Email list hosting service & mailing list manager


Re: Why are byte ports "ports" as such? John Cowan 25 May 2006 05:10 UTC

bear scripsit:

> I feel that "unicode default grapheme clusters" more closely
> map to what users call "characters" than codepoints do.  In
> the interests of keeping the abstractions used by the programmer
> as close as possible to the abstractions used by ordinary users,
> I therefore support defining scheme characters as DCG's.

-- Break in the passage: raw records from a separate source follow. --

//! Regular cell-centred longitude and latitude axes.

/// Longitude cell centres for `n_lon` columns spanning 0..360 degrees east.
///
/// With `dl = 360 / n_lon` the centres are `0.5*dl, 1.5*dl, ...`.
pub fn longitudes(n_lon: usize) -> Vec<f64> {
    let dl = 360.0 / n_lon as f64;
    (0..n_lon).map(|i| (i as f64 + 0.5) * dl).collect()
}

/// Latitude cell centres for `n_lat` rows starting at the South Pole.
///
/// The spacing is the longitude spacing `360 / n_lon`, so a global 1x1
/// degree grid gives `-89.5, -88.5, ..., 89.5`.
pub fn latitudes(n_lat: usize, n_lon: usize) -> Vec<f64> {
    let dl = 360.0 / n_lon as f64;
    (0..n_lat).map(|j| -90.0 + (j as f64 + 0.5) * dl).collect()
}
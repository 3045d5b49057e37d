//! End to end: ASCII grids are decoded, exported and merged into a series.

use std::fs::File;
use std::io::BufWriter;
use std::path::PathBuf;

use ndarray::Array3;
use tempfile::{TempDir, tempdir};
use woa_grid::{Grid, GridLayout, decode_file, encode_grid};
use woa_io::{Dataset, ExportConfig, VariableKind, write_grid};
use woa_merge::{MergeConfig, merge_series};

const N_LAT: usize = 180;
const N_LON: usize = 360;

// ---------------------------------------------------------------------------
// Fixtures
// ---------------------------------------------------------------------------

/// Values fit the 8-character field with four decimals, so they decode exactly.
fn grid(n_levels: usize, tag: f64) -> Grid {
    let data = Array3::from_shape_fn((n_levels, N_LAT, N_LON), |(k, j, i)| {
        tag + k as f64 + ((j * N_LON + i) % 100) as f64 * 0.01
    });
    Grid::regular(data).unwrap()
}

/// Encode `grid` to `<stem>.txt`, decode it back and export `<stem>.nc`.
fn ascii_to_netcdf(dir: &TempDir, stem: &str, grid: &Grid) -> PathBuf {
    let layout = GridLayout::default();
    let ascii = dir.path().join(format!("{stem}.txt"));
    encode_grid(grid, &layout, BufWriter::new(File::create(&ascii).unwrap())).unwrap();

    let decoded = decode_file(&ascii, &layout).unwrap();
    assert_eq!(decoded.n_levels(), grid.n_levels());

    let netcdf = dir.path().join(format!("{stem}.nc"));
    write_grid(&netcdf, &decoded, VariableKind::Temperature, &ExportConfig::default()).unwrap();
    netcdf
}

// ---------------------------------------------------------------------------
// Pipeline
// ---------------------------------------------------------------------------

#[test]
fn decoded_periods_merge_with_annual_levels() {
    let dir = tempdir().unwrap();
    let inputs = vec![
        ascii_to_netcdf(&dir, "t01an1", &grid(5, 100.0)),
        ascii_to_netcdf(&dir, "t02an1", &grid(10, 200.0)),
        ascii_to_netcdf(&dir, "t03an1", &grid(8, 300.0)),
    ];
    let annual = ascii_to_netcdf(&dir, "t00an1", &grid(10, 0.0));
    let output = dir.path().join("t_monthly.nc");

    let series = merge_series(&inputs, Some(&annual), &output, &MergeConfig::default()).unwrap();
    assert_eq!(series.n_records, 3);

    let ds = Dataset::open(&output).unwrap();
    assert_eq!(
        ds.variable("temperature").unwrap().shape,
        vec![3, 10, N_LAT, N_LON]
    );

    let annual_ds = Dataset::open(&annual).unwrap();
    let first_period = Dataset::open(&inputs[0]).unwrap();
    for k in 0..10 {
        let merged = ds
            .read_slab("temperature", &[0, k, 0, 0], &[1, 1, N_LAT, N_LON])
            .unwrap();
        let expected = if k < 5 {
            first_period.read_slab("temperature", &[k, 0, 0], &[1, N_LAT, N_LON])
        } else {
            annual_ds.read_slab("temperature", &[k, 0, 0], &[1, N_LAT, N_LON])
        }
        .unwrap();
        assert_eq!(merged, expected, "record 0, level {k}");
    }
}
//! Fixed-width ASCII grid encoder, the inverse of [`decode_grid`](crate::decode_grid).

use std::io::Write;

use crate::error::GridError;
use crate::grid::Grid;
use crate::layout::GridLayout;

/// Decimal places tried first when formatting a field.
const MAX_PRECISION: usize = 4;

/// Write `grid` as fixed-width ASCII records.
///
/// Each value is right-justified in `field_width` characters with the most
/// decimal places (up to four) that fit. The grid's horizontal extents must
/// match the layout.
///
/// # Errors
///
/// - [`GridError::InvalidLayout`] if the layout fails validation.
/// - [`GridError::DimensionMismatch`] if the grid extents differ from the
///   layout.
/// - [`GridError::TooManyLevels`] if the grid is deeper than `max_levels`.
/// - [`GridError::FieldOverflow`] if a value cannot fit the field width.
/// - [`GridError::Io`] if writing fails.
pub fn encode_grid<W: Write>(
    grid: &Grid,
    layout: &GridLayout,
    mut writer: W,
) -> Result<(), GridError> {
    layout.validate()?;
    for (name, expected, got) in [
        ("lon", layout.n_lon(), grid.n_lon()),
        ("lat", layout.n_lat(), grid.n_lat()),
    ] {
        if expected != got {
            return Err(GridError::DimensionMismatch {
                name: name.to_string(),
                expected,
                got,
            });
        }
    }
    if grid.n_levels() > layout.max_levels() {
        return Err(GridError::TooManyLevels {
            requested: grid.n_levels(),
            max: layout.max_levels(),
        });
    }

    let width = layout.field_width();
    let mut line = String::with_capacity(layout.line_width() + 1);
    for chunk in grid
        .data()
        .iter()
        .copied()
        .collect::<Vec<_>>()
        .chunks(layout.fields_per_line())
    {
        line.clear();
        for &value in chunk {
            line.push_str(&format_field(value, width)?);
        }
        line.push('\n');
        writer.write_all(line.as_bytes())?;
    }
    writer.flush()?;
    Ok(())
}

fn format_field(value: f64, width: usize) -> Result<String, GridError> {
    if value.is_finite() {
        for precision in (0..=MAX_PRECISION).rev() {
            let text = format!("{value:>width$.precision$}");
            if text.len() <= width {
                return Ok(text);
            }
        }
    }
    Err(GridError::FieldOverflow { value, width })
}
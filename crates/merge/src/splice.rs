//! Depth splicing of a period field with an annual climatology.

use std::ops::Range;

/// Which output levels come from which source.
///
/// The three ranges are contiguous and together cover `0..out_levels`.
#[derive(Debug, Clone, PartialEq, Eq)]
pub struct SpliceRanges {
    /// Levels copied from the period itself.
    pub own: Range<usize>,
    /// Levels copied from the annual file at the same depth indices.
    pub annual: Range<usize>,
    /// Levels no input provides, written as the fill value.
    pub fill: Range<usize>,
}

/// Assign each of `out_levels` levels to a source.
///
/// The period supplies its own `own_levels`; an annual file with
/// `annual_levels` supplies any deeper levels it has. Counts are clamped to
/// `out_levels`.
pub fn splice_ranges(
    own_levels: usize,
    annual_levels: Option<usize>,
    out_levels: usize,
) -> SpliceRanges {
    let own_end = own_levels.min(out_levels);
    let annual_end = annual_levels
        .unwrap_or(0)
        .min(out_levels)
        .max(own_end);
    SpliceRanges {
        own: 0..own_end,
        annual: own_end..annual_end,
        fill: annual_end..out_levels,
    }
}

While I disagree with this position, it is entirely coherent and
consistent, and I wouldn't weep if R6RS went with it.  The main
argument against with it is that the "user" view of characters can cross
DCG boundaries.  From the codepoint level, other levels can be
built up, including the DCG, syllable, word, sentence, and paragraph.

> A fourth technical advantage is that it's "future proof."
> There is still dispute about Unicode's appropriateness,
> particularly in asian scripts, and it is reasonable to presume
> that Unicode is no more the Last Encoding Ever than was ASCII.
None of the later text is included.